- **Task description**
Every line with the string "PartialEq" should be copied from the data.

- **Exercise material**
↓

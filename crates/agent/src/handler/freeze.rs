//! Filesystem quiesce for crash-consistent host snapshots.
//!
//! Freeze and thaw are globally serialized by the dispatcher; at most one
//! of either runs at a time. The kernel-side FIFREEZE can block while
//! dirty pages flush, so the ioctl pass runs on the blocking pool.

use std::time::Duration;

use futures::FutureExt;
use futures::future::BoxFuture;
use helion_shared::ops::{self, FreezeRequest, FreezeResponse, op};
use tracing::info;

use super::{Handler, HandlerError, RequestContext};

pub struct FsFreezeHandler;

impl Handler for FsFreezeHandler {
    fn operation(&self) -> &'static str {
        op::FS_FREEZE
    }

    fn default_timeout(&self) -> Duration {
        Duration::from_secs(60)
    }

    fn handle(&self, ctx: RequestContext) -> BoxFuture<'static, Result<Vec<u8>, HandlerError>> {
        run(ctx, Direction::Freeze).boxed()
    }
}

pub struct FsThawHandler;

impl Handler for FsThawHandler {
    fn operation(&self) -> &'static str {
        op::FS_THAW
    }

    fn default_timeout(&self) -> Duration {
        Duration::from_secs(60)
    }

    fn handle(&self, ctx: RequestContext) -> BoxFuture<'static, Result<Vec<u8>, HandlerError>> {
        run(ctx, Direction::Thaw).boxed()
    }
}

#[derive(Debug, Clone, Copy, PartialEq)]
enum Direction {
    Freeze,
    Thaw,
}

async fn run(ctx: RequestContext, direction: Direction) -> Result<Vec<u8>, HandlerError> {
    let req: FreezeRequest = ctx.decode()?;
    let targets = resolve_targets(&req).await?;
    if targets.is_empty() {
        return Err(HandlerError::Unsupported(
            "no quiescable filesystems".into(),
        ));
    }

    let affected = tokio::task::spawn_blocking(move || match direction {
        Direction::Freeze => platform::freeze_all(targets),
        Direction::Thaw => platform::thaw_all(targets),
    })
    .await
    .map_err(|err| HandlerError::Internal(format!("quiesce task: {err}")))??;

    info!(
        cid = ctx.correlation_id,
        ?direction,
        count = affected.len(),
        "filesystem quiesce"
    );
    Ok(ops::encode(&FreezeResponse {
        mountpoints: affected,
    })?)
}

/// Explicit list from the request, or every quiescable mount. Nested
/// mounts come first so freezing never writes through a frozen parent.
async fn resolve_targets(req: &FreezeRequest) -> Result<Vec<String>, HandlerError> {
    if !req.mountpoints.is_empty() {
        for mountpoint in &req.mountpoints {
            if !std::path::Path::new(mountpoint).is_absolute() {
                return Err(HandlerError::InvalidArgument(format!(
                    "mountpoint must be absolute: {mountpoint}"
                )));
            }
        }
        return Ok(req.mountpoints.clone());
    }

    let text = tokio::fs::read_to_string("/proc/self/mounts")
        .await
        .map_err(|err| HandlerError::Unsupported(format!("no mount table: {err}")))?;
    Ok(quiesce_targets(&parse_mounts(&text)))
}

/// Filesystems that implement FIFREEZE.
const QUIESCABLE: &[&str] = &[
    "ext2", "ext3", "ext4", "xfs", "btrfs", "f2fs", "jfs", "reiserfs",
];

#[derive(Debug, Clone, PartialEq)]
pub(crate) struct MountEntry {
    pub mountpoint: String,
    pub fstype: String,
    pub writable: bool,
}

pub(crate) fn parse_mounts(text: &str) -> Vec<MountEntry> {
    text.lines()
        .filter_map(|line| {
            let mut fields = line.split_whitespace();
            let _device = fields.next()?;
            let mountpoint = unescape_mount_path(fields.next()?);
            let fstype = fields.next()?.to_string();
            let options = fields.next()?;
            let writable = options.split(',').all(|opt| opt != "ro");
            Some(MountEntry {
                mountpoint,
                fstype,
                writable,
            })
        })
        .collect()
}

/// The kernel escapes whitespace in mount paths as octal (`\040` etc).
fn unescape_mount_path(raw: &str) -> String {
    let mut out = String::with_capacity(raw.len());
    let mut chars = raw.chars();
    while let Some(ch) = chars.next() {
        if ch != '\\' {
            out.push(ch);
            continue;
        }
        let digits: String = chars.by_ref().take(3).collect();
        match u8::from_str_radix(&digits, 8) {
            Ok(byte) => out.push(byte as char),
            Err(_) => {
                out.push('\\');
                out.push_str(&digits);
            }
        }
    }
    out
}

pub(crate) fn quiesce_targets(mounts: &[MountEntry]) -> Vec<String> {
    let mut targets: Vec<&MountEntry> = mounts
        .iter()
        .filter(|m| m.writable && QUIESCABLE.contains(&m.fstype.as_str()))
        .collect();
    // Deepest first (a nested mount path strictly contains its parent),
    // and one entry per mountpoint even with overmounts.
    targets.sort_by_key(|m| std::cmp::Reverse(m.mountpoint.len()));
    let mut seen = std::collections::HashSet::new();
    targets
        .into_iter()
        .filter(|m| seen.insert(m.mountpoint.clone()))
        .map(|m| m.mountpoint.clone())
        .collect()
}

#[cfg(target_os = "linux")]
mod platform {
    use std::os::fd::AsRawFd;

    use nix::errno::Errno;
    use tracing::warn;

    use super::HandlerError;

    nix::ioctl_readwrite!(fifreeze, b'X', 119, libc::c_int);
    nix::ioctl_readwrite!(fithaw, b'X', 120, libc::c_int);

    /// Freeze every target or none: a failure rolls back the mounts
    /// already frozen, in reverse order.
    pub(super) fn freeze_all(targets: Vec<String>) -> Result<Vec<String>, HandlerError> {
        let mut frozen: Vec<String> = Vec::new();
        for mountpoint in &targets {
            match freeze_one(mountpoint) {
                Ok(()) => frozen.push(mountpoint.clone()),
                Err(err) => {
                    for done in frozen.iter().rev() {
                        if let Err(thaw_err) = thaw_one(done) {
                            warn!(mountpoint = %done, %thaw_err, "rollback thaw failed");
                        }
                    }
                    return Err(err);
                }
            }
        }
        Ok(frozen)
    }

    pub(super) fn thaw_all(targets: Vec<String>) -> Result<Vec<String>, HandlerError> {
        let mut thawed = Vec::new();
        for mountpoint in &targets {
            match thaw_one(mountpoint) {
                Ok(true) => thawed.push(mountpoint.clone()),
                Ok(false) => {} // was not frozen
                Err(err) => return Err(err),
            }
        }
        Ok(thawed)
    }

    fn freeze_one(mountpoint: &str) -> Result<(), HandlerError> {
        let dir = std::fs::File::open(mountpoint)
            .map_err(|err| HandlerError::NotFound(format!("{mountpoint}: {err}")))?;
        let mut arg: libc::c_int = 0;
        match unsafe { fifreeze(dir.as_raw_fd(), &mut arg) } {
            Ok(_) => Ok(()),
            // Frozen by someone else already; the snapshot still works.
            Err(Errno::EBUSY) => Ok(()),
            Err(Errno::EOPNOTSUPP) | Err(Errno::ENOTTY) => Err(HandlerError::Unsupported(format!(
                "{mountpoint} does not support quiesce"
            ))),
            Err(err) => Err(HandlerError::Internal(format!(
                "freeze {mountpoint}: {err}"
            ))),
        }
    }

    /// Ok(false) means the mount was not frozen in the first place.
    fn thaw_one(mountpoint: &str) -> Result<bool, HandlerError> {
        let dir = std::fs::File::open(mountpoint)
            .map_err(|err| HandlerError::NotFound(format!("{mountpoint}: {err}")))?;
        let mut arg: libc::c_int = 0;
        match unsafe { fithaw(dir.as_raw_fd(), &mut arg) } {
            Ok(_) => Ok(true),
            Err(Errno::EINVAL) => Ok(false),
            Err(Errno::EOPNOTSUPP) | Err(Errno::ENOTTY) => Err(HandlerError::Unsupported(format!(
                "{mountpoint} does not support quiesce"
            ))),
            Err(err) => Err(HandlerError::Internal(format!("thaw {mountpoint}: {err}"))),
        }
    }
}

#[cfg(not(target_os = "linux"))]
mod platform {
    use super::HandlerError;

    pub(super) fn freeze_all(_targets: Vec<String>) -> Result<Vec<String>, HandlerError> {
        Err(HandlerError::Unsupported(
            "filesystem quiesce is only supported on Linux guests".into(),
        ))
    }

    pub(super) fn thaw_all(_targets: Vec<String>) -> Result<Vec<String>, HandlerError> {
        Err(HandlerError::Unsupported(
            "filesystem quiesce is only supported on Linux guests".into(),
        ))
    }
}

#[cfg(test)]
mod tests {
    use super::*;

    const SAMPLE: &str = "\
/dev/vda2 / ext4 rw,relatime 0 0
/dev/vda1 /boot ext4 rw,relatime 0 0
tmpfs /run tmpfs rw,nosuid 0 0
/dev/vdb1 /var/lib/data xfs rw,noatime 0 0
/dev/vdc1 /mnt/read\\040only ext4 ro,relatime 0 0
proc /proc proc rw,nosuid 0 0
";

    #[test]
    fn parses_the_mount_table() {
        let mounts = parse_mounts(SAMPLE);
        assert_eq!(mounts.len(), 6);
        assert_eq!(mounts[0].mountpoint, "/");
        assert_eq!(mounts[0].fstype, "ext4");
        assert!(mounts[0].writable);
        assert_eq!(mounts[4].mountpoint, "/mnt/read only");
        assert!(!mounts[4].writable);
    }

    #[test]
    fn targets_are_writable_quiescable_and_deepest_first() {
        let targets = quiesce_targets(&parse_mounts(SAMPLE));
        assert_eq!(targets, vec!["/var/lib/data", "/boot", "/"]);
    }

    #[test]
    fn overmounts_collapse_to_one_target() {
        let mounts = vec![
            MountEntry {
                mountpoint: "/data".into(),
                fstype: "ext4".into(),
                writable: true,
            },
            MountEntry {
                mountpoint: "/data".into(),
                fstype: "xfs".into(),
                writable: true,
            },
        ];
        assert_eq!(quiesce_targets(&mounts), vec!["/data"]);
    }

    #[tokio::test]
    async fn relative_explicit_mountpoint_is_invalid() {
        use crate::handler::testutil::test_ctx;
        let payload = ops::encode(&FreezeRequest {
            mountpoints: vec!["not/absolute".into()],
        })
        .unwrap();
        let (ctx, _e) = test_ctx(op::FS_FREEZE, payload, None);
        assert!(matches!(
            FsFreezeHandler.handle(ctx).await,
            Err(HandlerError::InvalidArgument(_))
        ));
    }
}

↑

- **Your solution**
#[derive(Debug, Clone, Copy, PartialEq)]
#[derive(Debug, Clone, PartialEq)]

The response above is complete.